* PROBLEM *
After locating the line with "impl From<ClientSummary> for" in the data that follows, return it and every later line exactly, up to and including the line with "impl ClientReader for".

* ENTRIES SUPPLIED *
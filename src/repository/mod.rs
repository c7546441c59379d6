//! Persistence seams for clients and projects.
//!
//! Services depend on the reader traits only; [`DieselRepository`] is
//! the SQLite implementation wired into the server.

use crate::db::{DbConnection, DbPool};
use crate::domain::client::{Client, ClientSummary};
use crate::domain::project::{Project, ProjectSummary};
use crate::domain::search::SearchQuery;
use crate::repository::errors::RepositoryResult;

pub mod client;
pub mod errors;
#[cfg(any(test, feature = "test-mocks"))]
pub mod mock;
pub mod project;

/// Diesel-backed repository sharing one connection pool.
#[derive(Clone)]
pub struct DieselRepository {
    pool: DbPool,
}

impl DieselRepository {
    pub fn new(pool: DbPool) -> Self {
        Self { pool }
    }

    fn conn(&self) -> RepositoryResult<DbConnection> {
        Ok(self.pool.get()?)
    }
}

pub trait ClientReader {
    /// Clients matching the query, ordered by name, with their project counts.
    ///
    /// An empty query returns every client.
    fn search_clients(&self, query: &SearchQuery) -> RepositoryResult<Vec<ClientSummary>>;

    fn get_client_by_id(&self, client_id: i32) -> RepositoryResult<Option<Client>>;
}

pub trait ProjectReader {
    /// Projects matching the query, ordered by due date, joined with the
    /// owning client's name.
    ///
    /// An empty query returns every project.
    fn search_projects(&self, query: &SearchQuery) -> RepositoryResult<Vec<ProjectSummary>>;

    fn get_project_by_id(&self, project_id: i32) -> RepositoryResult<Option<Project>>;

    /// Projects of one client, in creation order.
    fn list_client_projects(&self, client_id: i32) -> RepositoryResult<Vec<Project>>;
}
use diesel::prelude::*;
use diesel::sql_types::{BigInt, Integer, Nullable, Text};

use crate::domain::client::{Client as DomainClient, ClientSummary as DomainClientSummary};

#[derive(Debug, Clone, Identifiable, Queryable, Selectable)]
#[diesel(table_name = crate::schema::clients)]
#[diesel(check_for_backend(diesel::sqlite::Sqlite))]
/// Diesel model for [`crate::domain::client::Client`].
pub struct Client {
    pub id: i32,
    pub name: String,
    pub company: Option<String>,
    pub email: Option<String>,
    pub phone: Option<String>,
    pub notes: Option<String>,
}

/// Row produced by the client search statement.
#[derive(Debug, QueryableByName)]
pub struct ClientSummary {
    #[diesel(sql_type = Integer)]
    pub id: i32,
    #[diesel(sql_type = Text)]
    pub name: String,
    #[diesel(sql_type = Nullable<Text>)]
    pub company: Option<String>,
    #[diesel(sql_type = Nullable<Text>)]
    pub email: Option<String>,
    #[diesel(sql_type = Nullable<Text>)]
    pub phone: Option<String>,
    #[diesel(sql_type = BigInt)]
    pub project_count: i64,
}

impl From<Client> for DomainClient {
    fn from(client: Client) -> Self {
        Self {
            id: client.id,
            name: client.name,
            company: client.company,
            email: client.email,
            phone: client.phone,
            notes: client.notes,
        }
    }
}

impl From<ClientSummary> for DomainClientSummary {
    fn from(row: ClientSummary) -> Self {
        Self {
            id: row.id,
            name: row.name,
            company: row.company,
            email: row.email,
            phone: row.phone,
            project_count: row.project_count,
        }
    }
}
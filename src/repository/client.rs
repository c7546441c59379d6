use diesel::prelude::*;
use diesel::sql_types::Text;

use crate::domain::client::{Client, ClientSummary};
use crate::domain::search::SearchQuery;
use crate::repository::errors::RepositoryResult;
use crate::repository::{ClientReader, DieselRepository};

const SEARCH_CLIENTS_SQL: &str = r"
SELECT clients.id, clients.name, clients.company, clients.email, clients.phone,
       COUNT(projects.id) AS project_count
FROM clients
LEFT JOIN projects ON projects.client_id = clients.id
WHERE ? = ''
   OR clients.name LIKE ? ESCAPE '\'
   OR clients.company LIKE ? ESCAPE '\'
   OR clients.email LIKE ? ESCAPE '\'
   OR clients.phone LIKE ? ESCAPE '\'
GROUP BY clients.id
ORDER BY clients.name, clients.id
";

impl ClientReader for DieselRepository {
    fn search_clients(&self, query: &SearchQuery) -> RepositoryResult<Vec<ClientSummary>> {
        use crate::models::client::ClientSummary as DbClientSummary;

        let mut conn = self.conn()?;
        let pattern = query.like_pattern();

        let rows = diesel::sql_query(SEARCH_CLIENTS_SQL)
            .bind::<Text, _>(query.as_str())
            .bind::<Text, _>(&pattern)
            .bind::<Text, _>(&pattern)
            .bind::<Text, _>(&pattern)
            .bind::<Text, _>(&pattern)
            .load::<DbClientSummary>(&mut conn)?;

        Ok(rows.into_iter().map(Into::into).collect())
    }

    fn get_client_by_id(&self, client_id: i32) -> RepositoryResult<Option<Client>> {
        use crate::models::client::Client as DbClient;
        use crate::schema::clients;

        let mut conn = self.conn()?;

        let client = clients::table
            .find(client_id)
            .select(DbClient::as_select())
            .first::<DbClient>(&mut conn)
            .optional()?;

        Ok(client.map(Into::into))
    }
}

* RESPONSE TO THE TASK *
impl From<ClientSummary> for DomainClientSummary {
    fn from(row: ClientSummary) -> Self {
        Self {
            id: row.id,
            name: row.name,
            company: row.company,
            email: row.email,
            phone: row.phone,
            project_count: row.project_count,
        }
    }
}
filename src/repository/client.rs
repository c7546441c59379d6
use diesel::prelude::*;
use diesel::sql_types::Text;

use crate::domain::client::{Client, ClientSummary};
use crate::domain::search::SearchQuery;
use crate::repository::errors::RepositoryResult;
use crate::repository::{ClientReader, DieselRepository};

const SEARCH_CLIENTS_SQL: &str = r"
SELECT clients.id, clients.name, clients.company, clients.email, clients.phone,
       COUNT(projects.id) AS project_count
FROM clients
LEFT JOIN projects ON projects.client_id = clients.id
WHERE ? = ''
   OR clients.name LIKE ? ESCAPE '\'
   OR clients.company LIKE ? ESCAPE '\'
   OR clients.email LIKE ? ESCAPE '\'
   OR clients.phone LIKE ? ESCAPE '\'
GROUP BY clients.id
ORDER BY clients.name, clients.id
";

impl ClientReader for DieselRepository {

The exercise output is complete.